It Affects Employers and Individuals, you are not immune
- In 2013, the Health FSA Contribution will be limited to $2,500
- In 2014, employers cannot have a waiting period longer than 90 days
- In 2014, employers offering coverage must also offer a voucher to any employee with an income less than four times the federal poverty level whose share of the premium is greater than 8% but less than 9.8% of their income, and who chooses to enroll in a state exchange rather than participate in the employer’s group health insurance plan.
- The current tax-credit (up to 35%) available to employers with 25 or fewer FTE employees who provide health insurance will increase to a maximum of 50% for employers to purchase insurance coverage for their employees through a state exchange. Employers with 10 or fewer FTE employees whose average, annualized wages are less than $25,000 will receive the full 50% credit for up to two consecutive years.
- All states must establish a Small Business Health Options Program (SHOP) that will assist employers with less than 100 FTE employees to aid in obtaining group coverage. This is part of the requirement for all states to create an exchange to facilitate the purchase of qualified health plans. In addition, a Consumer Operated and Oriented Plan (CO-OP) program will be developed to facilitate the creation of not-for-profit, member-run health insurance companies.
- Employers with more than 200 employees must (a) notify their employees of the automatic enrollment and instructions on how to opt-out as well as (b) automatically enroll employees in the health insurance plans offered. Even though there is no date specified for this requirement, it is forthcoming and employers should be prepared.
- In 2014, employers with an average of 50 employees (based on the average employee count from the previous calendar year), that don’t offer coverage for all full-time employees (those working 30+ hours/week) or employers that offer inadequate coverage will be required to pay a penalty if any full-time employee purchases health insurance through a state exchange to which a tax credit or cost-sharing reduction is allowed or paid by the employee.
- In 2017, employers with more than 100 employees will be able to join the state exchanges, but only at the state’s discretion.
- In 2013, Medicare taxes will increase by 0.9% to 2.35% on wages of more than $250k for joint returns/$125k for married filing separate/$200k for other individuals. In addition to the additional taxes on wages, a 3.8% Medicare tax will be imposed on the lesser of investment income (interest, dividends, royalties, rents, etc.) or modified annual gross income of more than $250k for joint returns or $200k for other individuals.
- In 2013, the threshold for the unreimbursed medical expenses “itemized deduction” will increase to 10% of the annual gross income. However, if an individual or individual’s spouse has turned 65 years of age before the close of the tax year, their itemized deduction will remain 7.5% through 2016.
- As of the 2014 tax year, individuals will be eligible to receive a premium assistance credit. This credit is a refundable tax credit that will help cover the premium cost for health insurance purchased through a state health benefit exchange. The Treasury Department will pay the premium assistance credit amount directly to the enrollee’s insurance plan. Individuals will pay the dollar difference between the premium tax credit amount and the total premium charged to the plan in which they are enrolled.
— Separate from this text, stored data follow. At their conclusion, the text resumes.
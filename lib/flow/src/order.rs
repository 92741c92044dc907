//! Run ordering.
//!
//! Only agent nodes are dispatched, so the order is computed over the
//! subgraph of agent nodes and agent -> agent edges. Edges touching a
//! result node never constrain the order.

use crate::edge::Edge;
use crate::error::GraphCycleError;
use crate::node::{Node, NodeId};
use petgraph::Direction;
use petgraph::algo::tarjan_scc;
use petgraph::graph::{DiGraph, NodeIndex};
use std::collections::{BTreeSet, HashMap};

/// Returns the agent nodes in a dependency-respecting order.
///
/// Independent nodes keep their insertion order, so the same graph always
/// yields the same order.
///
/// # Errors
///
/// Returns `GraphCycleError` naming every agent node that sits on a cycle.
pub fn execution_order(nodes: &[Node], edges: &[Edge]) -> Result<Vec<NodeId>, GraphCycleError> {
    let mut graph: DiGraph<&NodeId, ()> = DiGraph::new();
    let mut index: HashMap<&NodeId, NodeIndex> = HashMap::new();

    for node in nodes.iter().filter(|n| !n.is_result()) {
        index.insert(&node.id, graph.add_node(&node.id));
    }
    for edge in edges {
        if let (Some(&from), Some(&to)) = (index.get(&edge.source), index.get(&edge.target)) {
            graph.add_edge(from, to, ());
        }
    }

    // Kahn's algorithm. Node indices follow insertion order, so taking the
    // smallest ready index gives the stable tie-break.
    let mut in_degree: Vec<usize> = graph
        .node_indices()
        .map(|n| graph.neighbors_directed(n, Direction::Incoming).count())
        .collect();
    let mut ready: BTreeSet<NodeIndex> = graph
        .node_indices()
        .filter(|n| in_degree[n.index()] == 0)
        .collect();
    let mut order = Vec::with_capacity(graph.node_count());

    while let Some(current) = ready.pop_first() {
        order.push(NodeId::clone(graph[current]));
        for next in graph.neighbors_directed(current, Direction::Outgoing) {
            in_degree[next.index()] -= 1;
            if in_degree[next.index()] == 0 {
                ready.insert(next);
            }
        }
    }

    if order.len() == graph.node_count() {
        return Ok(order);
    }

    let mut on_cycle: Vec<NodeIndex> = tarjan_scc(&graph)
        .into_iter()
        .filter(|scc| scc.len() > 1 || graph.contains_edge(scc[0], scc[0]))
        .flatten()
        .collect();
    on_cycle.sort();
    Err(GraphCycleError {
        nodes: on_cycle.into_iter().map(|n| NodeId::clone(graph[n])).collect(),
    })
}

#[cfg(test)]
mod tests {
    use super::*;
    use agentflow_agents::{AgentType, ModelType, create_default_config};

    fn agent(id: &str) -> Node {
        Node::new(id, create_default_config(AgentType::TextGenerator, ModelType::OpenAi))
    }

    fn sink(id: &str) -> Node {
        Node::new(id, create_default_config(AgentType::Result, ModelType::OpenAi))
    }

    fn ids(order: &[NodeId]) -> Vec<&str> {
        order.iter().map(NodeId::as_str).collect()
    }

    #[test]
    fn independent_nodes_keep_insertion_order() {
        let nodes = vec![agent("c"), agent("a"), agent("b")];
        let order = execution_order(&nodes, &[]).expect("acyclic");
        assert_eq!(ids(&order), vec!["c", "a", "b"]);
    }

    #[test]
    fn dependencies_run_first() {
        let nodes = vec![agent("summarize"), agent("search"), agent("translate")];
        let edges = vec![
            Edge::new("e1", "search", "summarize"),
            Edge::new("e2", "summarize", "translate"),
        ];
        let order = execution_order(&nodes, &edges).expect("acyclic");
        assert_eq!(ids(&order), vec!["search", "summarize", "translate"]);
    }

    #[test]
    fn diamond_is_ordered_with_stable_tie_break() {
        let nodes = vec![agent("d"), agent("b"), agent("c"), agent("a")];
        let edges = vec![
            Edge::new("e1", "a", "b"),
            Edge::new("e2", "a", "c"),
            Edge::new("e3", "b", "d"),
            Edge::new("e4", "c", "d"),
        ];
        let order = execution_order(&nodes, &edges).expect("acyclic");
        assert_eq!(ids(&order), vec!["a", "b", "c", "d"]);
    }

    #[test]
    fn result_nodes_are_excluded() {
        let nodes = vec![sink("out"), agent("a"), sink("log")];
        let edges = vec![Edge::new("e1", "a", "out"), Edge::new("e2", "out", "a")];
        let order = execution_order(&nodes, &edges).expect("result edges never form a cycle");
        assert_eq!(ids(&order), vec!["a"]);
    }

    #[test]
    fn parallel_edges_count_once_each() {
        let nodes = vec![agent("b"), agent("a")];
        let edges = vec![Edge::new("e1", "a", "b"), Edge::new("e2", "a", "b")];
        let order = execution_order(&nodes, &edges).expect("acyclic");
        assert_eq!(ids(&order), vec!["a", "b"]);
    }

    #[test]
    fn cycle_names_only_nodes_on_the_cycle() {
        let nodes = vec![agent("n1"), agent("n2"), agent("n3"), agent("free")];
        let edges = vec![
            Edge::new("e1", "n1", "n2"),
            Edge::new("e2", "n2", "n1"),
            Edge::new("e3", "n2", "n3"),
        ];
        let err = execution_order(&nodes, &edges).unwrap_err();
        assert_eq!(err.nodes, vec![NodeId::from("n1"), NodeId::from("n2")]);
    }
}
- In lieu of taking the premium assistance credit, individuals may pay the full premium out of pocket and claim the credit on their tax returns. To be eligible, household incomes must be between 100 percent and 400 percent of the federal poverty level based on family size and health insurance is not available through an employer or a spouse’s employer. The credit amount is based on the excess premium over a threshold amount. The threshold rises from 2 percent of income for those at 100 percent of the federal poverty level to 9.5 percent of income for those at 400 percent of the federal poverty level based on family size. The threshold amounts are adjusted for inflation after 2014.
- In 2014, individuals will be required to carry health insurance. A penalty will be assessed for those who fail or refuse to get health coverage. The penalty will be (2014) $95 or 1% of the annual gross income, (2015) $325 or 2% and (2016 and beyond) $695 or 2.5%. It is important to note that a penalty will also be assessed for each dependent who does not have coverage (that penalty will be half the amount outlined above for children under 18 years of age).
- However, no penalty will be assessed if the cost for the least-expensive insurance coverage exceeds 8% of their income. Members of the American Indian tribes, incarcerated individuals, individuals who claim a religious exemption and for individuals not legally present in the USA will not be penalized.
- No criminal penalties will be assessed against those who do not pay the penalty and the IRS cannot use liens or seizures to enforce the penalty.